Anticancer metal complexes and tumour targeting strategies

Cisplatin and carboplatin are at present two of the most widely used anticancer agents in the world. They show their best activity against testicular carcinomas and are also effective against ovarian carcinomas, tumours of the head and neck, and bladder tumours. The clinical responses seen with antitumour platinum complexes have incited the development of a number of non-platinum compounds with metal ions such as germanium(IV), titanium(IV), tin(IV), gallium(III) or ruthenium(III) which exhibit antitumour activity in in-vitro and in-vivo models. Some of these complexes have entered, or are about to enter, clinical trials. Although platinum and non-platinum complexes are potent antineoplastic agents, they do have serious side-effects (e.g. myelotoxicity, nephrotoxicity and neuropathy) that are due to their;reactions with cellular components of healthy tissues.

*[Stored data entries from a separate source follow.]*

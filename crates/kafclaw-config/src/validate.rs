//! Validation rules applied to a fully merged [`Config`](crate::Config)
//! before it is handed back to the caller.

use crate::error::{ConfigError, ConfigResult};
use crate::types::Config;

/// Validate a merged configuration.
///
/// # Errors
///
/// Returns a [`ConfigError::ValidationError`] naming the first offending
/// field.
pub fn validate(config: &Config) -> ConfigResult<()> {
    field_error_if(config.policy.max_auto_tier > 2, "policy.max_auto_tier", "must be 0, 1, or 2")?;
    field_error_if(config.policy.external_max_tier > 2, "policy.external_max_tier", "must be 0, 1, or 2")?;
    field_error_if(config.model.max_tokens == 0, "model.max_tokens", "must be greater than zero")?;
    field_error_if(
        !(0.0..=2.0).contains(&config.model.temperature),
        "model.temperature",
        "must be within [0.0, 2.0]",
    )?;
    field_error_if(config.runtime.max_iterations == 0, "runtime.max_iterations", "must be greater than zero")?;
    field_error_if(config.context.total_budget == 0, "context.total_budget", "must be greater than zero")?;
    field_error_if(
        !(0.0..=1.0).contains(&config.context.rag_score_threshold),
        "context.rag_score_threshold",
        "must be within [0.0, 1.0]",
    )?;
    field_error_if(
        config.context.rag_top_k == 0 || config.context.rag_top_k > config.context.max_rag_top_k,
        "context.rag_top_k",
        "must be within [1, max_rag_top_k]",
    )?;
    field_error_if(config.delivery.max_retry == 0, "delivery.max_retry", "must be greater than zero")?;
    field_error_if(
        !matches!(config.logging.format.as_str(), "pretty" | "compact" | "json" | "full"),
        "logging.format",
        "must be one of pretty, compact, json, full",
    )?;

    Ok(())
}

fn field_error_if(condition: bool, field: &str, message: &str) -> ConfigResult<()> {
    if condition {
        Err(ConfigError::ValidationError { field: field.to_string(), message: message.to_string() })
    } else {
        Ok(())
    }
}
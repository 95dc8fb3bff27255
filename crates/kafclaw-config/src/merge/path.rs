//! Dotted-path navigation helpers over `toml::Value` trees.

/// Navigate into a nested `toml::Value` by path segments.
pub(crate) fn get_nested<'a>(val: &'a toml::Value, path: &[&str]) -> Option<&'a toml::Value> {
    let mut current = val;
    for segment in path {
        current = current.as_table()?.get(*segment)?;
    }
    Some(current)
}

/// Set a value at a nested path. Silently does nothing if an
/// intermediate segment is missing — callers only set paths that already
/// exist after the defaults layer has merged in.
pub(crate) fn set_nested(val: &mut toml::Value, path: &[&str], new_val: toml::Value) {
    let Some((leaf, parents)) = path.split_last() else { return };

    let mut current = val;
    for segment in parents {
        let Some(next) = current.as_table_mut().and_then(|t| t.get_mut(*segment)) else {
            return;
        };
        current = next;
    }

    if let Some(table) = current.as_table_mut() {
        table.insert((*leaf).to_owned(), new_val);
    }
}

#[cfg(test)]
mod tests {
    use super::*;

    #[test]
    fn get_nested_walks_tables() {
        let val: toml::Value = toml::from_str("[a]\nb = 7").unwrap();
        assert_eq!(get_nested(&val, &["a", "b"]).and_then(toml::Value::as_integer), Some(7));
    }

    #[test]
    fn set_nested_overwrites_leaf() {
        let mut val: toml::Value = toml::from_str("[a]\nb = 7").unwrap();
        set_nested(&mut val, &["a", "b"], toml::Value::Integer(9));
        assert_eq!(val["a"]["b"].as_integer(), Some(9));
    }

    #[test]
    fn set_nested_missing_parent_is_noop() {
        let mut val: toml::Value = toml::from_str("[a]\nb = 7").unwrap();
        set_nested(&mut val, &["missing", "b"], toml::Value::Integer(9));
        assert_eq!(val["a"]["b"].as_integer(), Some(7));
    }
}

Hence, to improve the selectivity of metal complexes for tumour tissue, effective drug delivery systems are needed. Appropriate carriers are low molecular weight compounds such as hormone derivatives, on the one hand, and macromolecular carriers or microparticles, on the other. Members of this latter group that are under investigation include microparticulate delivery systems (liposomes, nano- and microparticles, emulsions) and soluble polymeric delivery systems (serum proteins, synthetic and natural polymers). This review article describes antitumour metal complexes of preclinical and clinical interest and outlines tumour targeting concepts that use macromolecular and particulate carrier systems which aim to improve cancer chemotherapy with metal complexes.